Piketty, der Popstar der Wirtschaftswissenschaften

Von Thomas Fromm |
    Es gibt Titelseiten, die sagen mehr als viele wortreiche Rezensionen. Neulich auf der Businessweek zum Beispiel, da war Thomas Piketty zu sehen, und man konnte meinen, er sei ein Teeny-Idol, das Foto knallig aufgemacht, viel pink, Sternchen, ein comicartiger Kussmund auf der Wange, darunter in dicken Lettern: "Pikettymania". Bis zu diesem Zeitpunkt war der 43-Jährige für viele der "Karl Marx des 21. Jahrhunderts". Jetzt war er auch noch der Justin Bieber der Wirtschaftswissenschaften. Der Ökonom als Popstar, das hat man auch nicht jeden Tag.
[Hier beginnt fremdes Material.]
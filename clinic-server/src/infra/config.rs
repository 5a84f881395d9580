use std::{collections::HashMap, env, str::FromStr, time::Duration};

use clinic_core::CoordinatorSettings;
use clinic_core::database::PoolSettings;
use clinic_core::media_store::CloudinarySettings;
use thiserror::Error;

#[derive(Debug, Error, PartialEq, Eq)]
pub enum ConfigError {
    #[error("{0} must be set")]
    Missing(&'static str),

    #[error("invalid value {value:?} for {key}: {reason}")]
    Invalid {
        key: &'static str,
        value: String,
        reason: String,
    },
}

/// Connection settings, the only part of [`Config`] a migration run needs.
#[derive(Debug, Clone, Default)]
pub struct DatabaseConfig {
    pub url: String,
    pub pool: PoolSettings,
}

impl DatabaseConfig {
    pub fn from_env() -> Result<Self, ConfigError> {
        dotenvy::dotenv().ok();
        Self::from_lookup(|key| env::var(key).ok())
    }

    pub fn from_map(vars: &HashMap<String, String>) -> Result<Self, ConfigError> {
        Self::from_lookup(|key| vars.get(key).cloned())
    }

    fn from_lookup(lookup: impl Fn(&str) -> Option<String>) -> Result<Self, ConfigError> {
        Self::from_vars(&Vars { lookup: &lookup })
    }

    fn from_vars(vars: &Vars<'_>) -> Result<Self, ConfigError> {
        let defaults = PoolSettings::default();
        Ok(Self {
            url: vars.required("DATABASE_URL")?,
            pool: PoolSettings {
                max_connections: vars.parse_or("DB_MAX_CONNECTIONS", defaults.max_connections)?,
                min_connections: vars.parse_or("DB_MIN_CONNECTIONS", defaults.min_connections)?,
                acquire_timeout: vars.duration_or("DB_ACQUIRE_TIMEOUT", defaults.acquire_timeout)?,
                statement_timeout: vars
                    .duration_or("DB_STATEMENT_TIMEOUT", defaults.statement_timeout)?,
            },
        })
    }
}

/// Server configuration loaded from environment variables (and `.env`).
#[derive(Debug, Clone)]
pub struct Config {
    // Server settings
    pub server_host: String,
    pub server_port: u16,

    // Database settings
    pub database: DatabaseConfig,
    pub run_migrations: bool,

    // Media host
    pub media: CloudinarySettings,

    // Coordinator fan-out
    pub coordinator: CoordinatorSettings,

    /// Request body limit for the multipart routes.
    pub max_upload_bytes: usize,

    // CORS settings
    pub cors_allowed_origins: Vec<String>,

    // Development settings
    pub dev_mode: bool,
}

impl Default for Config {
    fn default() -> Self {
        Self {
            server_host: "0.0.0.0".to_string(),
            server_port: 5000,
            database: DatabaseConfig::default(),
            run_migrations: true,
            media: CloudinarySettings {
                api_base: "https://api.cloudinary.com/v1_1".to_string(),
                cloud_name: String::new(),
                api_key: String::new(),
                api_secret: String::new(),
                folder: "clinic_images".to_string(),
                request_timeout: Duration::from_secs(60),
            },
            coordinator: CoordinatorSettings::default(),
            max_upload_bytes: 20 * 1024 * 1024,
            cors_allowed_origins: Vec::new(),
            dev_mode: false,
        }
    }
}

impl Config {
    pub fn from_env() -> Result<Self, ConfigError> {
        // Load .env file if present
        dotenvy::dotenv().ok();
        Self::from_lookup(|key| env::var(key).ok())
    }

    pub fn from_map(vars: &HashMap<String, String>) -> Result<Self, ConfigError> {
        Self::from_lookup(|key| vars.get(key).cloned())
    }

    fn from_lookup(lookup: impl Fn(&str) -> Option<String>) -> Result<Self, ConfigError> {
        let vars = Vars { lookup: &lookup };
        let defaults = Self::default();

        Ok(Self {
            server_host: vars.string_or("SERVER_HOST", &defaults.server_host),
            server_port: vars.parse_or("SERVER_PORT", defaults.server_port)?,

            database: DatabaseConfig::from_vars(&vars)?,
            run_migrations: vars.parse_or("RUN_MIGRATIONS", defaults.run_migrations)?,

            media: CloudinarySettings {
                api_base: vars.string_or("MEDIA_API_BASE", &defaults.media.api_base),
                cloud_name: vars.required("CLOUDINARY_CLOUD_NAME")?,
                api_key: vars.required("CLOUDINARY_API_KEY")?,
                api_secret: vars.required("CLOUDINARY_API_SECRET")?,
                folder: vars.string_or("MEDIA_FOLDER", &defaults.media.folder),
                request_timeout: vars
                    .duration_or("MEDIA_REQUEST_TIMEOUT", defaults.media.request_timeout)?,
            },

            coordinator: CoordinatorSettings {
                upload_concurrency: vars
                    .parse_or("UPLOAD_CONCURRENCY", defaults.coordinator.upload_concurrency)?,
                destroy_concurrency: vars
                    .parse_or("DESTROY_CONCURRENCY", defaults.coordinator.destroy_concurrency)?,
                read_concurrency: vars
                    .parse_or("READ_CONCURRENCY", defaults.coordinator.read_concurrency)?,
            },

            max_upload_bytes: vars.parse_or("MAX_UPLOAD_BYTES", defaults.max_upload_bytes)?,

            cors_allowed_origins: vars
                .get("CORS_ALLOWED_ORIGINS")
                .map(|raw| {
                    raw.split(',')
                        .map(|s| s.trim().to_string())
                        .filter(|s| !s.is_empty())
                        .collect()
                })
                .unwrap_or_default(),

            dev_mode: vars.parse_or("DEV_MODE", defaults.dev_mode)?,
        })
    }

    pub fn bind_address(&self) -> String {
        format!("{}:{}", self.server_host, self.server_port)
    }
}

struct Vars<'a> {
    lookup: &'a dyn Fn(&str) -> Option<String>,
}

impl Vars<'_> {
    /// Blank values count as unset.
    fn get(&self, key: &str) -> Option<String> {
        (self.lookup)(key).filter(|v| !v.trim().is_empty())
    }

    fn string_or(&self, key: &str, default: &str) -> String {
        self.get(key).unwrap_or_else(|| default.to_string())
    }

    fn required(&self, key: &'static str) -> Result<String, ConfigError> {
        self.get(key).ok_or(ConfigError::Missing(key))
    }

    fn parse_or<T>(&self, key: &'static str, default: T) -> Result<T, ConfigError>
    where
        T: FromStr,
        T::Err: std::fmt::Display,
    {
        match self.get(key) {
            None => Ok(default),
            Some(raw) => raw.trim().parse().map_err(|e: T::Err| ConfigError::Invalid {
                key,
                value: raw.clone(),
                reason: e.to_string(),
            }),
        }
    }

    fn duration_or(&self, key: &'static str, default: Duration) -> Result<Duration, ConfigError> {
        match self.get(key) {
            None => Ok(default),
            Some(raw) => humantime::parse_duration(raw.trim()).map_err(|e| ConfigError::Invalid {
                key,
                value: raw.clone(),
                reason: e.to_string(),
            }),
        }
    }
}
In seinem Buch mit dem Titel "Das Kapital im 21. Jahrhundert" geht es um die wachsenden Gräben zwischen Arm und Reich, darum, zu erklären, warum unsere Gesellschaft immer mehr Ungleichheit hervorbringt. Insofern: Ja, Piketty ist ein Stück weit Popkultur. Die Frage ist nur: Ist er eher Karl Marx? Oder doch eher Justin Bieber? Er selbst lässt diese Frage gerne offen, schreibt nur, was er NICHT sein will: ein Revolutionär.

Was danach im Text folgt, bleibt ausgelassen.